SMulWithZero is a class consisting of a Type R with 0 ∈ R and a scalar multiplication of R on a Type M with 0, such that the equality r • m = 0 holds if at least one among r or m equals 0.

Instances

theorem SMulWithZero.zero_smul {R : Type u_1} {M : Type u_3} :

∀ {inst : Zero R} {inst_1 : Zero M} [self : SMulWithZero R M] (m : M), 0 • m = 0

Scalar multiplication by the scalar 0 is 0.

instance MulZeroClass.toSMulWithZero (R : Type u_1) [MulZeroClass R] :

SMulWithZero R R

Equations

MulZeroClass.toSMulWithZero R = SMulWithZero.mk ⋯

instance MulZeroClass.toOppositeSMulWithZero (R : Type u_1) [MulZeroClass R] :

SMulWithZero Rᵐᵒᵖ R

Like MulZeroClass.toSMulWithZero, but multiplies on the right.

Equations

MulZeroClass.toOppositeSMulWithZero R = SMulWithZero.mk ⋯

@[simp]

theorem zero_smul (R : Type u_1) {M : Type u_3} [Zero R] [Zero M] [SMulWithZero R M] (m : M) :

0 • m = 0

theorem smul_eq_zero_of_left {R : Type u_1} {M : Type u_3} [Zero R] [Zero M] [SMulWithZero R M] {a : R} (h : a = 0) (b : M) :

a • b = 0

theorem left_ne_zero_of_smul {R : Type u_1} {M : Type u_3} [Zero R] [Zero M] [SMulWithZero R M] {a : R} {b : M} :

a • b ≠ 0 → a ≠ 0

@[reducible, inline]

abbrev Function.Injective.smulWithZero {R : Type u_1} {M : Type u_3} {M' : Type u_4} [Zero R] [Zero M] [SMulWithZero R M] [Zero M'] [SMul R M'] (f : ZeroHom M' M) (hf : Function.Injective ⇑f) (smul : ∀ (a : R) (b : M'), f (a • b) = a • f b) :

SMulWithZero R M'

Pullback a SMulWithZero structure along an injective zero-preserving homomorphism.

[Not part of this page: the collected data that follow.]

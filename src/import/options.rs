use std::path::PathBuf;

#[derive(Debug, Clone)]
pub struct CsvOptions {
    pub delimiter: u8,
    pub has_headers: bool,
}

impl Default for CsvOptions {
    fn default() -> Self {
        Self { delimiter: b',', has_headers: true }
    }
}

#[derive(Debug, Clone)]
pub struct ImportOptions {
    pub skip_errors: bool,
    pub csv: CsvOptions,
    /// Write one NDJSON line per rejected row here.
    pub error_sidecar: Option<PathBuf>,
    pub progress_every: Option<usize>,
    /// Rows per multi-row INSERT when importing into SQLite.
    pub batch_size: usize,
}

impl Default for ImportOptions {
    fn default() -> Self {
        Self {
            skip_errors: true,
            csv: CsvOptions::default(),
            error_sidecar: None,
            progress_every: Some(10_000),
            batch_size: 500,
        }
    }
}

#[derive(Debug, Default, Clone, Copy, PartialEq, Eq)]
pub struct ImportReport {
    pub inserted: u64,
    pub skipped: u64,
}
use std::path::PathBuf;
use std::sync::Arc;

use crate::errors::QueryError;
use crate::record::SaleRecord;

use super::csv::read_sales_csv;
use super::options::{ImportOptions, ImportReport};

/// Where a backend gets its rows from when it loads.
#[derive(Debug, Clone)]
pub enum DataSource {
    Csv { path: PathBuf, options: ImportOptions },
    Records(Arc<[SaleRecord]>),
}

impl DataSource {
    #[must_use]
    pub fn csv(path: impl Into<PathBuf>) -> Self {
        Self::Csv { path: path.into(), options: ImportOptions::default() }
    }

    #[must_use]
    pub fn records(records: impl Into<Arc<[SaleRecord]>>) -> Self {
        Self::Records(records.into())
    }

    /// Materialize every row. CSV parsing runs on the blocking pool.
    pub async fn read(&self) -> Result<(Arc<[SaleRecord]>, ImportReport), QueryError> {
        match self {
            Self::Records(r) => {
                let n = r.len() as u64;
                Ok((Arc::clone(r), ImportReport { inserted: n, skipped: 0 }))
            }
            Self::Csv { path, options } => {
                let path = path.clone();
                let options = options.clone();
                tokio::task::spawn_blocking(move || -> Result<_, QueryError> {
                    let file = std::fs::File::open(&path).map_err(|e| {
                        QueryError::Io(format!("cannot open {}: {e}", path.display()))
                    })?;
                    let mut report = ImportReport::default();
                    let rows =
                        read_sales_csv(std::io::BufReader::new(file), &options, &mut report)?;
                    log::info!(
                        "loaded {} records from {} ({} skipped)",
                        report.inserted,
                        path.display(),
                        report.skipped
                    );
                    Ok((Arc::from(rows), report))
                })
                .await?
            }
        }
    }
}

See note [reducible non-instances].

Equations

Function.Injective.smulWithZero f hf smul = SMulWithZero.mk ⋯

Instances For

@[reducible, inline]

abbrev Function.Surjective.smulWithZero {R : Type u_1} {M : Type u_3} {M' : Type u_4} [Zero R] [Zero M] [SMulWithZero R M] [Zero M'] [SMul R M'] (f : ZeroHom M M') (hf : Function.Surjective ⇑f) (smul : ∀ (a : R) (b : M), f (a • b) = a • f b) :

SMulWithZero R M'

Pushforward a SMulWithZero structure along a surjective zero-preserving homomorphism. See note [reducible non-instances].

Equations

Function.Surjective.smulWithZero f hf smul = SMulWithZero.mk ⋯

Instances For

def SMulWithZero.compHom {R : Type u_1} {R' : Type u_2} (M : Type u_3) [Zero R] [Zero M] [SMulWithZero R M] [Zero R'] (f : ZeroHom R' R) :

SMulWithZero R' M

Compose a SMulWithZero with a ZeroHom, with action f r' • m

Equations

SMulWithZero.compHom M f = SMulWithZero.mk ⋯

Instances For

instance AddMonoid.natSMulWithZero {M : Type u_3} [AddMonoid M] :

SMulWithZero ℕ M

Equations

AddMonoid.natSMulWithZero = SMulWithZero.mk ⋯

instance AddGroup.intSMulWithZero {M : Type u_3} [AddGroup M] :

SMulWithZero ℤ M

Equations

AddGroup.intSMulWithZero = SMulWithZero.mk ⋯

class MulActionWithZero (R : Type u_1) (M : Type u_3) [MonoidWithZero R] [Zero M] extends MulAction , SMul :

Type (max u_1 u_3)

An action of a monoid with zero R on a Type M, also with 0, extends MulAction and is compatible with 0 (both in R and in M), with 1 ∈ R, and with associativity of multiplication on the monoid M.

smul : R → M → M
one_smul : ∀ (b : M), 1 • b = b
mul_smul : ∀ (x y : R) (b : M), (x * y) • b = x • y • b
smul_zero : ∀ (r : R), r • 0 = 0
Scalar multiplication by any element send 0 to 0.
zero_smul : ∀ (m : M), 0 • m = 0
Scalar multiplication by the scalar 0 is 0.

Instances

theorem MulActionWithZero.smul_zero {R : Type u_1} {M : Type u_3} :

∀ {inst : MonoidWithZero R} {inst_1 : Zero M} [self : MulActionWithZero R M] (r : R), r • 0 = 0

Scalar multiplication by any element send 0 to 0.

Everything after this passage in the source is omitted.